It feels not that long ago that Logic announced his retirement from music. That’s because it really hasn’t been long at all. In July 2020, Bobby Hall announced his retirement alongside his sixth studio album. This was so that he could focus on the life he had been building alongside his wife. They had a kid and for a while it seemed as if the prolific rapper was truly done. Until a couple of weeks ago.

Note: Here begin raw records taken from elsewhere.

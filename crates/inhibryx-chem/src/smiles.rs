//! SMILES parser.
//!
//! Covers the organic subset, bracket atoms (isotope, charge, explicit
//! hydrogens, chirality tags), branches, ring closures including `%nn`,
//! and dot-separated fragments. Anything outside that subset is a parse
//! error; callers treat every parse error as invalid input.

use std::collections::HashMap;

use inhibryx_common::{InhibryxError, Result};

use crate::element::element_by_symbol;
use crate::molecule::{Atom, Bond, BondOrder};

fn err(msg: impl Into<String>) -> InhibryxError {
    InhibryxError::InvalidInput(msg.into())
}

pub(crate) fn parse(input: &str) -> Result<(Vec<Atom>, Vec<Bond>)> {
    let chars: Vec<char> = input.chars().collect();
    let mut atoms: Vec<Atom> = Vec::new();
    let mut bonds: Vec<Bond> = Vec::new();

    let mut prev: Option<usize> = None;
    let mut pending_bond: Option<BondOrder> = None;
    let mut branch_stack: Vec<Option<usize>> = Vec::new();
    // ring closure number -> (open atom, explicit bond order at open)
    let mut ring_open: HashMap<u16, (usize, Option<BondOrder>)> = HashMap::new();

    let mut i = 0usize;
    while i < chars.len() {
        let c = chars[i];
        match c {
            '[' => {
                let (atom, consumed) = parse_bracket_atom(&chars[i..])?;
                i += consumed;
                let idx = push_atom(&mut atoms, &mut bonds, atom, &mut prev, &mut pending_bond)?;
                prev = Some(idx);
            }
            'A'..='Z' => {
                // Two-letter organic-subset symbols first.
                let symbol = if c == 'C' && chars.get(i + 1) == Some(&'l') {
                    i += 2;
                    "Cl"
                } else if c == 'B' && chars.get(i + 1) == Some(&'r') {
                    i += 2;
                    "Br"
                } else {
                    i += 1;
                    match c {
                        'B' => "B",
                        'C' => "C",
                        'N' => "N",
                        'O' => "O",
                        'P' => "P",
                        'S' => "S",
                        'F' => "F",
                        'I' => "I",
                        _ => return Err(err(format!("atom {:?} must be written in brackets", c))),
                    }
                };
                let atom = organic_atom(symbol, false)?;
                let idx = push_atom(&mut atoms, &mut bonds, atom, &mut prev, &mut pending_bond)?;
                prev = Some(idx);
            }
            'b' | 'c' | 'n' | 'o' | 'p' | 's' => {
                let symbol = match c {
                    'b' => "B",
                    'c' => "C",
                    'n' => "N",
                    'o' => "O",
                    'p' => "P",
                    's' => "S",
                    _ => unreachable!(),
                };
                i += 1;
                let atom = organic_atom(symbol, true)?;
                let idx = push_atom(&mut atoms, &mut bonds, atom, &mut prev, &mut pending_bond)?;
                prev = Some(idx);
            }
            '-' | '/' | '\\' => {
                set_pending(&mut pending_bond, BondOrder::Single)?;
                i += 1;
            }
            '=' => {
                set_pending(&mut pending_bond, BondOrder::Double)?;
                i += 1;
            }
            '#' => {
                set_pending(&mut pending_bond, BondOrder::Triple)?;
                i += 1;
            }
            ':' => {
                set_pending(&mut pending_bond, BondOrder::Aromatic)?;
                i += 1;
            }
            '(' => {
                if prev.is_none() {
                    return Err(err("branch with no preceding atom"));
                }
                branch_stack.push(prev);
                i += 1;
            }
            ')' => {
                prev = branch_stack.pop().ok_or_else(|| err("unbalanced ')'"))?;
                i += 1;
            }
            '.' => {
                if pending_bond.is_some() {
                    return Err(err("bond before fragment separator"));
                }
                if prev.is_none() {
                    return Err(err("fragment separator with no preceding atom"));
                }
                prev = None;
                i += 1;
            }
            '0'..='9' => {
                close_ring(
                    c.to_digit(10).unwrap() as u16,
                    &mut atoms,
                    &mut bonds,
                    prev,
                    &mut pending_bond,
                    &mut ring_open,
                )?;
                i += 1;
            }
            '%' => {
                let d1 = chars.get(i + 1).and_then(|c| c.to_digit(10));
                let d2 = chars.get(i + 2).and_then(|c| c.to_digit(10));
                match (d1, d2) {
                    (Some(a), Some(b)) => {
                        close_ring(
                            (a * 10 + b) as u16,
                            &mut atoms,
                            &mut bonds,
                            prev,
                            &mut pending_bond,
                            &mut ring_open,
                        )?;
                        i += 3;
                    }
                    _ => return Err(err("'%' must be followed by two digits")),
                }
            }
            _ => return Err(err(format!("unexpected character {:?}", c))),
        }
    }

    if !branch_stack.is_empty() {
        return Err(err("unbalanced '('"));
    }
    if !ring_open.is_empty() {
        let mut numbers: Vec<u16> = ring_open.keys().copied().collect();
        numbers.sort_unstable();
        return Err(err(format!("unclosed ring closure {:?}", numbers)));
    }
    if pending_bond.is_some() {
        return Err(err("dangling bond symbol"));
    }
    if atoms.is_empty() {
        return Err(err("no atoms"));
    }

    Ok((atoms, bonds))
}

fn organic_atom(symbol: &str, aromatic: bool) -> Result<Atom> {
    let element = element_by_symbol(symbol)
        .ok_or_else(|| err(format!("unknown element {:?}", symbol)))?;
    Ok(Atom {
        atomic_number: element.atomic_number,
        formal_charge: 0,
        isotope: None,
        is_aromatic: aromatic,
        explicit_hydrogens: None,
        implicit_hydrogens: 0,
    })
}

fn push_atom(
    atoms: &mut Vec<Atom>,
    bonds: &mut Vec<Bond>,
    atom: Atom,
    prev: &mut Option<usize>,
    pending_bond: &mut Option<BondOrder>,
) -> Result<usize> {
    let idx = atoms.len();
    let aromatic = atom.is_aromatic;
    atoms.push(atom);
    if let Some(p) = *prev {
        let order = pending_bond.take().unwrap_or({
            if aromatic && atoms[p].is_aromatic {
                BondOrder::Aromatic
            } else {
                BondOrder::Single
            }
        });
        bonds.push(Bond { atom1: p, atom2: idx, order });
    } else if pending_bond.is_some() {
        return Err(err("bond with no preceding atom"));
    }
    Ok(idx)
}

fn set_pending(pending: &mut Option<BondOrder>, order: BondOrder) -> Result<()> {
    if pending.is_some() {
        return Err(err("two consecutive bond symbols"));
    }
    *pending = Some(order);
    Ok(())
}

fn close_ring(
    number: u16,
    atoms: &mut [Atom],
    bonds: &mut Vec<Bond>,
    prev: Option<usize>,
    pending_bond: &mut Option<BondOrder>,
    ring_open: &mut HashMap<u16, (usize, Option<BondOrder>)>,
) -> Result<()> {
    let current = prev.ok_or_else(|| err("ring closure digit with no preceding atom"))?;
    match ring_open.remove(&number) {
        None => {
            ring_open.insert(number, (current, pending_bond.take()));
            Ok(())
        }
        Some((open_atom, open_order)) => {
            if open_atom == current {
                return Err(err("ring closure bonds an atom to itself"));
            }
            let explicit = pending_bond.take().or(open_order);
            let order = explicit.unwrap_or({
                if atoms[open_atom].is_aromatic && atoms[current].is_aromatic {
                    BondOrder::Aromatic
                } else {
                    BondOrder::Single
                }
            });
            bonds.push(Bond { atom1: open_atom, atom2: current, order });
            Ok(())
        }
    }
}

/// Parse one bracket atom starting at `chars[0] == '['`. Returns the
/// atom and the number of characters consumed, brackets included.
fn parse_bracket_atom(chars: &[char]) -> Result<(Atom, usize)> {
    let close = chars
        .iter()
        .position(|&c| c == ']')
        .ok_or_else(|| err("unclosed bracket atom"))?;
    let body: &[char] = &chars[1..close];
    if body.is_empty() {
        return Err(err("empty bracket atom"));
    }

    let mut j = 0usize;

    // Isotope
    let mut isotope: Option<u16> = None;
    let iso_start = j;
    while j < body.len() && body[j].is_ascii_digit() {
        j += 1;
    }
    if j > iso_start {
        let digits: String = body[iso_start..j].iter().collect();
        isotope = Some(
            digits
                .parse()
                .map_err(|_| err(format!("invalid isotope {:?}", digits)))?,
        );
    }

    // Element symbol, possibly aromatic (lowercase)
    if j >= body.len() {
        return Err(err("bracket atom with no element"));
    }
    let (symbol, aromatic) = if body[j].is_ascii_uppercase() {
        let mut sym = body[j].to_string();
        if j + 1 < body.len() && body[j + 1].is_ascii_lowercase() && body[j + 1] != 'h' {
            let two: String = format!("{}{}", body[j], body[j + 1]);
            if element_by_symbol(&two).is_some() {
                sym = two;
            }
        }
        j += sym.len();
        (sym, false)
    } else if body[j].is_ascii_lowercase() {
        let sym = if j + 1 < body.len() && body[j] == 's' && body[j + 1] == 'e' {
            j += 2;
            "Se".to_string()
        } else {
            let s = match body[j] {
                'b' => "B",
                'c' => "C",
                'n' => "N",
                'o' => "O",
                'p' => "P",
                's' => "S",
                other => return Err(err(format!("invalid aromatic symbol {:?}", other))),
            };
            j += 1;
            s.to_string()
        };
        (sym, true)
    } else {
        return Err(err(format!("invalid element start {:?}", body[j])));
    };

    let element = element_by_symbol(&symbol)
        .ok_or_else(|| err(format!("unknown element {:?}", symbol)))?;

    // Chirality tags, parsed and discarded
    while j < body.len() && body[j] == '@' {
        j += 1;
    }

    // Explicit hydrogens
    let mut hydrogens: u8 = 0;
    if j < body.len() && body[j] == 'H' {
        j += 1;
        hydrogens = 1;
        if j < body.len() && body[j].is_ascii_digit() {
            hydrogens = body[j].to_digit(10).unwrap() as u8;
            j += 1;
        }
    }

    // Formal charge: '+', '-', possibly repeated or followed by a digit
    let mut charge: i8 = 0;
    if j < body.len() && (body[j] == '+' || body[j] == '-') {
        let sign: i8 = if body[j] == '+' { 1 } else { -1 };
        let symbol_char = body[j];
        j += 1;
        if j < body.len() && body[j].is_ascii_digit() {
            charge = sign * body[j].to_digit(10).unwrap() as i8;
            j += 1;
        } else {
            charge = sign;
            while j < body.len() && body[j] == symbol_char {
                charge += sign;
                j += 1;
            }
        }
    }

    // Atom class, discarded
    if j < body.len() && body[j] == ':' {
        j += 1;
        let class_start = j;
        while j < body.len() && body[j].is_ascii_digit() {
            j += 1;
        }
        if j == class_start {
            return Err(err("':' in bracket atom must be followed by digits"));
        }
    }

    if j != body.len() {
        return Err(err(format!(
            "trailing characters in bracket atom: {:?}",
            body[j..].iter().collect::<String>()
        )));
    }

    Ok((
        Atom {
            atomic_number: element.atomic_number,
            formal_charge: charge,
            isotope,
            is_aromatic: aromatic,
            explicit_hydrogens: Some(hydrogens),
            implicit_hydrogens: 0,
        },
        close + 1,
    ))
}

On April 19th, Logic released two singles and confirmed a seventh studio album in the works: Vinyl Days. These tracks being the grateful “Decades” and the braggadocious “Tetris.” Both tracks feel like a return to form for the rapper and not in a bad way. It’s no secret that Logic has been an artist that has strived for quality but overall, few of his LPs are truly unique and special. The highlights and bests he’s made up until this point, in my opinion are:
- Under Pressure
- The Incredible True Story
- Confessions of a Dangerous Mind
But you’re not here for those, you’re here for the latest. Let’s start.
As the name suggests, this is a track featuring Logic going through the decades of struggles and pain he’s experienced. Making it abundantly clear in the chorus with the lines:
“I just wanna thank God for the life that I got
Seen a lot of pain, yeah, I seen a lot”
The beauty of it is the reutilization of an old verse he wrote about 10 years ago. The only verse goes over those pains in better detail. Selling drugs and sex working are the two that stick out. Of course, there’s an acknowledgement of why he got into music. It was to leave that situation and that environment. It was to prove people wrong and get to a point where he can thank God for what he has.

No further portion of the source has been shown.